Perlukah Skripsi sebagai Syarat Kelulusan Mahasiswa?
Menteri Pendidikan, Kebudayaan, Riset, dan Teknologi (Mendikbudristek) Nadiem Anwar Makarim baru-baru ini mengeluarkan aturan baru terkait syarat kelulusan bagi mahasiswa pada jenjang S1 dan D4.
Jika sebelumnya syarat kelulusan bagi mahasiswa pada jenjang S1 dan D4 adalah kewajiban untuk menyelesaikan skripsi yang kemudian disidangkan, kini Nadiem Makarim tidak mewajibkan penyusunan skripsi sebagai syarat kelulusan mahasiswa jenjang S1 dan D4.
BACA JUGA: Gen Z dan Millenials Terlilit Hutang Pinjol, Kok Bisa?
Peraturan ini tertulis pada Peraturan Menteri Pendidikan, Kebudayaan, Riset, dan Teknologi (Permendikbudristek) No 53 Tahun 2023 mengenai Penjaminan Mutu Pendidikan Tinggi.

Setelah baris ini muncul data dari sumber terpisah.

//! Font loading and text measurement using `ttf-parser`.
//!
//! Nothing is bundled: faces come from explicit files (`--font`) or from a
//! probe of common system locations. Without any real face the manager
//! falls back to synthetic Helvetica-like metrics, so layout still works and
//! the rasterizer draws placeholder bars instead of glyphs.

use std::collections::HashMap;
use std::fs;
use std::path::Path;

use crate::error::FontError;

/// Family name every template style resolves to.
pub const DEFAULT_FAMILY: &str = "Sans";

/// Regular/bold pairs probed by [`FontManager::discover_system_fonts`].
/// DejaVu and Noto carry Arabic glyphs; Liberation does not.
const SYSTEM_FONT_CANDIDATES: &[(&str, &str)] = &[
    (
        "/usr/share/fonts/truetype/dejavu/DejaVuSans.ttf",
        "/usr/share/fonts/truetype/dejavu/DejaVuSans-Bold.ttf",
    ),
    (
        "/usr/share/fonts/dejavu/DejaVuSans.ttf",
        "/usr/share/fonts/dejavu/DejaVuSans-Bold.ttf",
    ),
    (
        "/usr/share/fonts/TTF/DejaVuSans.ttf",
        "/usr/share/fonts/TTF/DejaVuSans-Bold.ttf",
    ),
    (
        "/usr/share/fonts/truetype/noto/NotoSans-Regular.ttf",
        "/usr/share/fonts/truetype/noto/NotoSans-Bold.ttf",
    ),
    (
        "/usr/share/fonts/truetype/liberation/LiberationSans-Regular.ttf",
        "/usr/share/fonts/truetype/liberation/LiberationSans-Bold.ttf",
    ),
    (
        "/Library/Fonts/Arial Unicode.ttf",
        "/System/Library/Fonts/Supplemental/Arial Bold.ttf",
    ),
    ("C:\\Windows\\Fonts\\arial.ttf", "C:\\Windows\\Fonts\\arialbd.ttf"),
];

/// A loaded font face with metrics.
#[derive(Clone)]
pub struct FontData {
    /// Raw font bytes; empty for synthetic metrics.
    pub bytes: Vec<u8>,
    pub units_per_em: f32,
    pub ascender: f32,
    pub descender: f32,
    pub line_gap: f32,
}

impl FontData {
    fn synthetic() -> Self {
        Self {
            bytes: Vec::new(),
            units_per_em: 1000.0,
            ascender: 750.0,
            descender: -250.0,
            line_gap: 0.0,
        }
    }

    fn parse(bytes: Vec<u8>) -> Result<Self, FontError> {
        let face = ttf_parser::Face::parse(&bytes, 0)?;
        Ok(Self {
            units_per_em: face.units_per_em() as f32,
            ascender: face.ascender() as f32,
            descender: face.descender() as f32,
            line_gap: face.line_gap() as f32,
            bytes,
        })
    }

    pub fn is_synthetic(&self) -> bool {
        self.bytes.is_empty()
    }
}

/// Manages loaded fonts.
pub struct FontManager {
    fonts: HashMap<FontKey, FontData>,
    default_key: FontKey,
    synthetic: FontData,
}

#[derive(Debug, Clone, Hash, PartialEq, Eq)]
pub struct FontKey {
    pub family: String,
    pub bold: bool,
    pub italic: bool,
}

impl FontKey {
    pub fn new(family: &str, bold: bool, italic: bool) -> Self {
        Self {
            family: family.to_string(),
            bold,
            italic,
        }
    }
}

impl FontManager {
    pub fn new() -> Self {
        Self {
            fonts: HashMap::new(),
            default_key: FontKey::new(DEFAULT_FAMILY, false, false),
            synthetic: FontData::synthetic(),
        }
    }

    /// Load a TTF/OTF font from bytes.
    pub fn load_font(
        &mut self,
        family: &str,
        bold: bool,
        italic: bool,
        bytes: Vec<u8>,
    ) -> Result<(), FontError> {
        let data = FontData::parse(bytes)?;
        let key = FontKey::new(family, bold, italic);
        if !self.has_real_fonts() && !bold && !italic {
            self.default_key = key.clone();
        }
        log::debug!("Loaded font {key:?} ({} bytes)", data.bytes.len());
        self.fonts.insert(key, data);
        Ok(())
    }

    /// Load a font file as the regular or bold face of [`DEFAULT_FAMILY`].
    pub fn load_font_file(&mut self, path: &Path, bold: bool) -> Result<(), FontError> {
        let bytes = fs::read(path).map_err(|source| FontError::Io {
            path: path.to_path_buf(),
            source,
        })?;
        self.load_font(DEFAULT_FAMILY, bold, false, bytes)
    }

    /// Probe well-known system locations for a regular (and bold) sans face.
    /// Returns `true` when a regular face was loaded.
    pub fn discover_system_fonts(&mut self) -> bool {
        for (regular, bold) in SYSTEM_FONT_CANDIDATES {
            let regular = Path::new(regular);
            if !regular.exists() {
                continue;
            }
            if let Err(e) = self.load_font_file(regular, false) {
                log::warn!("Skipping '{}': {e}", regular.display());
                continue;
            }
            log::info!("Using system font '{}'", regular.display());
            let bold = Path::new(bold);
            if bold.exists() {
                if let Err(e) = self.load_font_file(bold, true) {
                    log::warn!("Skipping '{}': {e}", bold.display());
                }
            }
            return true;
        }
        log::warn!("No system font found; text will be drawn as placeholder bars");
        false
    }

    /// Get font data for a key: exact match, then the same weight in the
    /// default family, then the default face, then synthetic metrics.
    pub fn get(&self, key: &FontKey) -> &FontData {
        self.fonts
            .get(key)
            .or_else(|| {
                self.fonts
                    .get(&FontKey::new(&self.default_key.family, key.bold, false))
            })
            .or_else(|| self.fonts.get(&self.default_key))
            .unwrap_or(&self.synthetic)
    }

    /// Measure the width of a string at a given font size (in px).
    /// If we have actual font bytes, we sum glyph advances. Otherwise we
    /// use an average character width heuristic (0.5 × font_size per char).
    pub fn measure_text_width(
        &self,
        text: &str,
        font_size: f32,
        bold: bool,
        italic: bool,
        family: &str,
    ) -> f32 {
        let data = self.get(&FontKey::new(family, bold, italic));

        let face = match ttf_parser::Face::parse(&data.bytes, 0) {
            Ok(face) if !data.is_synthetic() => face,
            _ => {
                // Bold is ~10 % wider.
                let avg = if bold { 0.55 } else { 0.5 };
                return text.chars().count() as f32 * font_size * avg;
            }
        };

        let scale = font_size / data.units_per_em;
        text.chars()
            .map(|ch| match face.glyph_index(ch) {
                Some(gid) => face.glyph_hor_advance(gid).unwrap_or(0) as f32 * scale,
                None => font_size * 0.5,
            })
            .sum()
    }

    /// Get the ascender in px for the given font.
    pub fn ascender_px(&self, font_size: f32, bold: bool, italic: bool, family: &str) -> f32 {
        let data = self.get(&FontKey::new(family, bold, italic));
        data.ascender * font_size / data.units_per_em
    }

    /// Get the descender in px (positive, below the baseline).
    pub fn descender_px(&self, font_size: f32, bold: bool, italic: bool, family: &str) -> f32 {
        let data = self.get(&FontKey::new(family, bold, italic));
        -data.descender * font_size / data.units_per_em
    }

    /// Check if real font bytes are loaded for the default font.
    pub fn has_real_fonts(&self) -> bool {
        self.fonts
            .get(&self.default_key)
            .is_some_and(|d| !d.is_synthetic())
    }

    /// Font bytes for glyph rendering, resolved like [`FontManager::get`].
    pub fn font_bytes(&self, key: &FontKey) -> Option<&[u8]> {
        let data = self.get(key);
        (!data.is_synthetic()).then_some(data.bytes.as_slice())
    }
}

impl Default for FontManager {
    fn default() -> Self {
        Self::new()
    }
}

/// Word-wrap text to fit within `max_width` pixels. Returns a vec of lines.
pub fn wrap_text(
    text: &str,
    font_size: f32,
    bold: bool,
    italic: bool,
    family: &str,
    max_width: f32,
    fonts: &FontManager,
) -> Vec<String> {
    if max_width <= 0.0 || text.is_empty() {
        return vec![text.to_string()];
    }

    let mut lines: Vec<String> = Vec::new();
    for paragraph in text.split('\n') {
        let mut current_line = String::new();
        for word in paragraph.split_whitespace() {
            let candidate = if current_line.is_empty() {
                word.to_string()
            } else {
                format!("{current_line} {word}")
            };
            let w = fonts.measure_text_width(&candidate, font_size, bold, italic, family);
            if w > max_width && !current_line.is_empty() {
                lines.push(std::mem::replace(&mut current_line, word.to_string()));
            } else {
                current_line = candidate;
            }
        }
        lines.push(current_line);
    }
    lines
}

#[cfg(test)]
mod tests {
    use super::*;

    #[test]
    fn heuristic_text_width() {
        let mgr = FontManager::default();
        let w = mgr.measure_text_width("Hello", 16.0, false, false, DEFAULT_FAMILY);
        // 5 chars × 16 × 0.5 = 40
        assert!((w - 40.0).abs() < 0.1);
    }

    #[test]
    fn word_wrap_basic() {
        let mgr = FontManager::default();
        let lines = wrap_text("Hello world foo bar", 16.0, false, false, DEFAULT_FAMILY, 60.0, &mgr);
        assert!(lines.len() >= 2, "Expected wrapping, got {:?}", lines);
    }

    #[test]
    fn single_long_word_is_not_split() {
        let mgr = FontManager::default();
        let lines = wrap_text("Kubernetes", 16.0, false, false, DEFAULT_FAMILY, 10.0, &mgr);
        assert_eq!(lines, vec!["Kubernetes".to_string()]);
    }

    #[test]
    fn synthetic_manager_has_no_glyph_bytes() {
        let mgr = FontManager::new();
        assert!(!mgr.has_real_fonts());
        assert!(mgr.font_bytes(&FontKey::new(DEFAULT_FAMILY, true, false)).is_none());
        assert!((mgr.ascender_px(20.0, false, false, DEFAULT_FAMILY) - 15.0).abs() < 1e-4);
        assert!((mgr.descender_px(20.0, false, false, DEFAULT_FAMILY) - 5.0).abs() < 1e-4);
    }

    #[test]
    fn garbage_bytes_are_rejected() {
        let mut mgr = FontManager::new();
        let err = mgr.load_font(DEFAULT_FAMILY, false, false, vec![0, 1, 2, 3]);
        assert!(matches!(err, Err(FontError::Parse(_))));
        assert!(!mgr.has_real_fonts());
    }

    #[test]
    fn missing_font_file_is_an_io_error() {
        let mut mgr = FontManager::new();
        let err = mgr.load_font_file(Path::new("/nonexistent/font.ttf"), false);
        assert!(matches!(err, Err(FontError::Io { .. })));
    }
}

Aturan ini sendiri diumumkan oleh Mas Menteri ketika menghadiri diskusi Merdeka Belajar Episode 26: Transformasi Standar Nasional dan Akreditasi Pendidikan Tinggi yang diselenggarakan pada hari Selasa (29/08/2023).
“Tugas akhir bisa berbentuk macam-macam, bisa berbentuk prototipe, proyek, bisa berbentuk lainnya, bukan hanya skripsi tesis dan disertasi. Keputusan ini ada di perguruan tinggi,” kata Nadiem.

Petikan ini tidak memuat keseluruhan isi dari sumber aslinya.